Talk:Range coding
This article is rated C-class on Wikipedia's content assessment scale. It is of interest to the following WikiProjects: | ||||||||||||||||||
|
I removed my article 'Patentophobia'
It does not contain scientific information. —Preceding unsigned comment added by 74.244.80.58 (talk • contribs) 31 March 2007
The difference between arithmetic and range encoding does not exist
It is simpler than anyone may think. Arithmetic encoding reduce interval [0,1) to a shorter one and allow to pick any value from this interval. Because the value is optional and it is fraction the shortest one is picked up. The range encoder reduce interval [0,n^n) to shorter one and allow to pick any number. Since the number is optional, but it is integer the one that has longest tail of zero bits is taken. (Here n^n is size of the message raised to the power of the size of message). The details can be found in article “Anatomy of Range Encoder”. Google the name and find it. The authors of arithmetic encoders like to claim that they compute the fraction, but when you look at the code you can see that it is not a fraction, it is integer or numerator of this fraction, so while saying that they write arithmetic encoder they actually write range encoder. So, the difference does not exist. Arithmetic encoder got its name because only arithmetic operations involved into encoding and decoding (multiplication, addition, division, subtraction), so range encoder qualifies. The founder of range encoder G.N.N.Martin named known to that moment arithmetic encoder as range encoder emphasizing the idea of algorithm. The story how range encoder acquired its name is very simple it is same as American Natives are called Indians - a little mess.
Next topic
I've rewritten what was here to be grammatically correct English. Later I hope to go back and edit, to put in detail on actual range encoding, and remove the claim added by Suns which seems (as far as I can tell) to be based solely on one particular implementation of range encoding, not on range encoding itself. (Why is arithmetic coding on the page arithmetic encoding, Huffman coding on the page Huffman encoding, but range encoding on the page Range encoder?)

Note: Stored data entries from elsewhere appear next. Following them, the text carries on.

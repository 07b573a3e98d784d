//! Domain newtypes with validation
//!
//! This module provides strongly-typed wrappers for domain identifiers and values.
//! Each newtype ensures data validity at construction time.

use std::fmt::{self, Display, Formatter};
use std::str::FromStr;

use serde::{Deserialize, Serialize};
use uuid::Uuid;

use super::errors::DomainError;

// ============================================================================
// UUID-based ID types
// ============================================================================

/// Identifier for Folder records
///
/// Assigned by the remote store when the folder is created.
#[derive(Debug, Clone, Copy, PartialEq, Eq, Hash, PartialOrd, Ord, Serialize, Deserialize)]
#[serde(transparent)]
pub struct FolderId(Uuid);

impl FolderId {
    /// Create a new random FolderId
    #[must_use]
    pub fn new() -> Self {
        Self(Uuid::new_v4())
    }

    /// Create a FolderId from an existing UUID
    #[must_use]
    pub const fn from_uuid(uuid: Uuid) -> Self {
        Self(uuid)
    }

    /// Get the inner UUID value
    #[must_use]
    pub const fn as_uuid(&self) -> &Uuid {
        &self.0
    }
}

impl Default for FolderId {
    fn default() -> Self {
        Self::new()
    }
}

impl Display for FolderId {
    fn fmt(&self, f: &mut Formatter<'_>) -> fmt::Result {
        write!(f, "{}", self.0)
    }
}

impl FromStr for FolderId {
    type Err = DomainError;

    fn from_str(s: &str) -> Result<Self, Self::Err> {
        Uuid::parse_str(s)
            .map(Self)
            .map_err(|e| DomainError::InvalidId(format!("Invalid folder UUID: {e}")))
    }
}

impl From<Uuid> for FolderId {
    fn from(uuid: Uuid) -> Self {
        Self(uuid)
    }
}

/// Identifier for File records (both physical files and links)
#[derive(Debug, Clone, Copy, PartialEq, Eq, Hash, PartialOrd, Ord, Serialize, Deserialize)]
#[serde(transparent)]
pub struct FileId(Uuid);

impl FileId {
    /// Create a new random FileId
    #[must_use]
    pub fn new() -> Self {
        Self(Uuid::new_v4())
    }

    /// Create a FileId from an existing UUID
    #[must_use]
    pub const fn from_uuid(uuid: Uuid) -> Self {
        Self(uuid)
    }

    /// Get the inner UUID value
    #[must_use]
    pub const fn as_uuid(&self) -> &Uuid {
        &self.0
    }
}

impl Default for FileId {
    fn default() -> Self {
        Self::new()
    }
}

impl Display for FileId {
    fn fmt(&self, f: &mut Formatter<'_>) -> fmt::Result {
        write!(f, "{}", self.0)
    }
}

impl FromStr for FileId {
    type Err = DomainError;

    fn from_str(s: &str) -> Result<Self, Self::Err> {
        Uuid::parse_str(s)
            .map(Self)
            .map_err(|e| DomainError::InvalidId(format!("Invalid file UUID: {e}")))
    }
}

impl From<Uuid> for FileId {
    fn from(uuid: Uuid) -> Self {
        Self(uuid)
    }
}

/// Either kind of tree item identifier
#[derive(Debug, Clone, Copy, PartialEq, Eq, Hash, Serialize, Deserialize)]
#[serde(tag = "kind", content = "id", rename_all = "snake_case")]
pub enum ItemId {
    Folder(FolderId),
    File(FileId),
}

impl Display for ItemId {
    fn fmt(&self, f: &mut Formatter<'_>) -> fmt::Result {
        match self {
            ItemId::Folder(id) => write!(f, "{id}"),
            ItemId::File(id) => write!(f, "{id}"),
        }
    }
}

impl From<FolderId> for ItemId {
    fn from(id: FolderId) -> Self {
        ItemId::Folder(id)
    }
}

impl From<FileId> for ItemId {
    fn from(id: FileId) -> Self {
        ItemId::File(id)
    }
}

// ============================================================================
// UserId
// ============================================================================

/// Opaque reference to a user of the data room
///
/// The identity provider is external; the only requirement enforced here is
/// that the reference is non-blank.
#[derive(Debug, Clone, PartialEq, Eq, Hash, Serialize, Deserialize)]
#[serde(transparent)]
pub struct UserId(String);

impl UserId {
    /// Create a new UserId with validation
    ///
    /// # Errors
    /// Returns `DomainError::InvalidId` if the value is empty or whitespace
    pub fn new(value: impl Into<String>) -> Result<Self, DomainError> {
        let value = value.into();
        if value.trim().is_empty() {
            return Err(DomainError::InvalidId(
                "User ID cannot be empty".to_string(),
            ));
        }
        Ok(Self(value))
    }

    /// Get the ID as a string slice
    pub fn as_str(&self) -> &str {
        &self.0
    }
}

impl Display for UserId {
    fn fmt(&self, f: &mut Formatter<'_>) -> fmt::Result {
        write!(f, "{}", self.0)
    }
}

impl FromStr for UserId {
    type Err = DomainError;

    fn from_str(s: &str) -> Result<Self, Self::Err> {
        Self::new(s)
    }
}

// ============================================================================
// TreePath
// ============================================================================

/// An ordered sequence of slugs from a root folder down to a target folder
///
/// The empty path denotes the root level: a virtual folder holding the
/// top-level folders only (files cannot live at root).
#[derive(Debug, Clone, Default, PartialEq, Eq, Hash, Serialize, Deserialize)]
#[serde(transparent)]
pub struct TreePath(Vec<String>);

impl TreePath {
    /// The root level
    #[must_use]
    pub fn root() -> Self {
        Self(Vec::new())
    }

    /// Build a path from slug segments
    ///
    /// # Errors
    /// Returns `DomainError::InvalidPath` if any segment is empty or contains `/`
    pub fn from_slugs<I, S>(slugs: I) -> Result<Self, DomainError>
    where
        I: IntoIterator<Item = S>,
        S: Into<String>,
    {
        let segments: Vec<String> = slugs.into_iter().map(Into::into).collect();
        for segment in &segments {
            if segment.is_empty() || segment.contains('/') {
                return Err(DomainError::InvalidPath(format!(
                    "invalid segment '{segment}'"
                )));
            }
        }
        Ok(Self(segments))
    }

    /// Parse a `/`-separated path; leading and trailing separators are ignored
    ///
    /// # Errors
    /// Returns `DomainError::InvalidPath` on empty interior segments (`a//b`)
    pub fn parse(s: &str) -> Result<Self, DomainError> {
        let trimmed = s.trim().trim_matches('/');
        if trimmed.is_empty() {
            return Ok(Self::root());
        }
        if trimmed.split('/').any(str::is_empty) {
            return Err(DomainError::InvalidPath(s.to_string()));
        }
        Ok(Self(trimmed.split('/').map(str::to_string).collect()))
    }

    /// Returns true for the root level
    pub fn is_root(&self) -> bool {
        self.0.is_empty()
    }

    /// The slug segments, root first
    pub fn segments(&self) -> &[String] {
        &self.0
    }

    /// Number of segments
    pub fn depth(&self) -> usize {
        self.0.len()
    }

    /// Returns a new path one level deeper
    #[must_use]
    pub fn child(&self, slug: impl Into<String>) -> Self {
        let mut segments = self.0.clone();
        segments.push(slug.into());
        Self(segments)
    }

    /// Returns the parent path, or `None` for the root level
    pub fn parent(&self) -> Option<Self> {
        if self.0.is_empty() {
            None
        } else {
            Some(Self(self.0[..self.0.len() - 1].to_vec()))
        }
    }
}

impl Display for TreePath {
    fn fmt(&self, f: &mut Formatter<'_>) -> fmt::Result {
        write!(f, "/{}", self.0.join("/"))
    }
}

impl FromStr for TreePath {
    type Err = DomainError;

    fn from_str(s: &str) -> Result<Self, Self::Err> {
        Self::parse(s)
    }
}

Range encoding and arithmetic encoding
What exactly is the difference between range and arithmetic encoding? I can't seem to see any difference in principle. This sentence from the article
- Arithmatic coding can be thought of as a form of range encoding with the range starting at zero and extending to one.
seems to confirm my suspicion that they are slightly different ways of describing the same thing. CyborgTosser (Only half the battle) 12:10, 23 Jan 2005 (UTC)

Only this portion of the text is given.